Task to carry out:
The word "move" occurs in some lines of the data. Return each such line.

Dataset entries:
=======

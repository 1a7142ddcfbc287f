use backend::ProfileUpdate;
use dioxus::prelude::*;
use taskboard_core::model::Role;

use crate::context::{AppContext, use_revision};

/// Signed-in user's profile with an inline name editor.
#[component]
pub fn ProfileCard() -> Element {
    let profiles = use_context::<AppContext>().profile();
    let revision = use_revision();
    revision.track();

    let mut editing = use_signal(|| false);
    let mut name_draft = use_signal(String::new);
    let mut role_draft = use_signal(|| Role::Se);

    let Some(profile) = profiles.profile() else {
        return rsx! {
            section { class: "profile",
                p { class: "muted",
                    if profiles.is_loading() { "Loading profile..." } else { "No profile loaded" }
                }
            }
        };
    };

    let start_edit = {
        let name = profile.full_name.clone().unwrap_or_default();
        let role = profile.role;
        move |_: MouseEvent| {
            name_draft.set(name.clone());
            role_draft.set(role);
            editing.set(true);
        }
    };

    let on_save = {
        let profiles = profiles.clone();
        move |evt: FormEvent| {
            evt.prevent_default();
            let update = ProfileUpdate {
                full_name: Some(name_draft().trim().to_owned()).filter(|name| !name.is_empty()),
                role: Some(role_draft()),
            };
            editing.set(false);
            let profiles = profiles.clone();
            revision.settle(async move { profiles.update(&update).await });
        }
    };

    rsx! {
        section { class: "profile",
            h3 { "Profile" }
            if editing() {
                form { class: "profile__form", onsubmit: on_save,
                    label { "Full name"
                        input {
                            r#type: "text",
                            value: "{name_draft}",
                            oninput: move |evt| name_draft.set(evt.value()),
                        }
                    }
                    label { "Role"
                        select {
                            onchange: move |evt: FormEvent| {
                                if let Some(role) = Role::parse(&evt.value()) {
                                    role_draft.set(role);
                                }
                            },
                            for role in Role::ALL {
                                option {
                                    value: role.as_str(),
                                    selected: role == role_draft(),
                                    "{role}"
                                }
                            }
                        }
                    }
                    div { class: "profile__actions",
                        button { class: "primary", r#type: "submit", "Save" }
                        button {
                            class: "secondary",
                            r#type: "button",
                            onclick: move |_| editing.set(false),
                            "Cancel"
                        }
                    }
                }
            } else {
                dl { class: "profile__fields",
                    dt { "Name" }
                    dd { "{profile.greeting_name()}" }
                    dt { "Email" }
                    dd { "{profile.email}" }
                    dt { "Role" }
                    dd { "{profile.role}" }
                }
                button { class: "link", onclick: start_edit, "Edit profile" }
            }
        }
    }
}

=======

Answer to the exercise:
        move |_: MouseEvent| {
        move |evt: FormEvent| {
            revision.settle(async move { profiles.update(&update).await });
                            oninput: move |evt| name_draft.set(evt.value()),
                            onchange: move |evt: FormEvent| {
                            onclick: move |_| editing.set(false),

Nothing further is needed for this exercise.